[Assigned task] Below are records; reproduce exactly the lines from the first through the one containing "it came from.".

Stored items
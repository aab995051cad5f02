//! Download executor
//!
//! Turns one [`Task`] into one yt-dlp invocation and folds every possible
//! error into an [`Outcome`]. The worker pool only ever sees outcomes.

use crate::extractor::{run_download, ExtractError, YtDlpSettings};
use crate::extractor::ytdlp::is_mux_failure;
use crate::task::{FailureKind, Outcome, Task};
use async_trait::async_trait;
use tokio_util::sync::CancellationToken;
use tracing::{debug, info, warn};

/// Executes a single task. Implementations never fail; errors become
/// `Outcome::failed`.
#[async_trait]
pub trait TaskExecutor: Send + Sync {
    async fn execute(&self, task: &Task, cancel: &CancellationToken) -> Outcome;
}

/// Executor backed by the yt-dlp executable.
#[derive(Debug, Clone)]
pub struct DownloadExecutor {
    settings: YtDlpSettings,
}

impl DownloadExecutor {
    pub fn new(settings: YtDlpSettings) -> Self {
        Self { settings }
    }
}

/// Classify an extraction error into the failure stage it came from.
pub fn failure_kind(err: &ExtractError) -> FailureKind {
    match err {
        ExtractError::Interrupted => FailureKind::Interrupted,
        ExtractError::Failed { reason, .. } if is_mux_failure(reason) => FailureKind::Mux,
        _ => FailureKind::Extraction,
    }
}

#[async_trait]
impl TaskExecutor for DownloadExecutor {
    async fn execute(&self, task: &Task, cancel: &CancellationToken) -> Outcome {
        if let Err(e) = tokio::fs::create_dir_all(&task.output_dir).await {
            return Outcome::failed(
                task.clone(),
                FailureKind::Extraction,
                format!(
                    "cannot create output directory {}: {}",
                    task.output_dir.display(),
                    e
                ),
            );
        }

        debug!(url = %task.source_url, quality = %task.quality, "download started");

        match run_download(&self.settings, task, cancel).await {
            Ok(report) => {
                info!(
                    url = %task.source_url,
                    path = ?report.output_path,
                    "download finished"
                );
                Outcome::success(task.clone(), report.item_id, report.output_path)
            }
            Err(err) => {
                let kind = failure_kind(&err);
                warn!(url = %task.source_url, kind = %kind, error = %err, "download failed");
                Outcome::failed(task.clone(), kind, err.to_string())
            }
        }
    }
}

[Answer to the exercise]
repository aab995051cad5f02
//! Download executor
//!
//! Turns one [`Task`] into one yt-dlp invocation and folds every possible
//! error into an [`Outcome`]. The worker pool only ever sees outcomes.

use crate::extractor::{run_download, ExtractError, YtDlpSettings};
use crate::extractor::ytdlp::is_mux_failure;
use crate::task::{FailureKind, Outcome, Task};
use async_trait::async_trait;
use tokio_util::sync::CancellationToken;
use tracing::{debug, info, warn};

/// Executes a single task. Implementations never fail; errors become
/// `Outcome::failed`.
#[async_trait]
pub trait TaskExecutor: Send + Sync {
    async fn execute(&self, task: &Task, cancel: &CancellationToken) -> Outcome;
}

/// Executor backed by the yt-dlp executable.
#[derive(Debug, Clone)]
pub struct DownloadExecutor {
    settings: YtDlpSettings,
}

impl DownloadExecutor {
    pub fn new(settings: YtDlpSettings) -> Self {
        Self { settings }
    }
}

/// Classify an extraction error into the failure stage it came from.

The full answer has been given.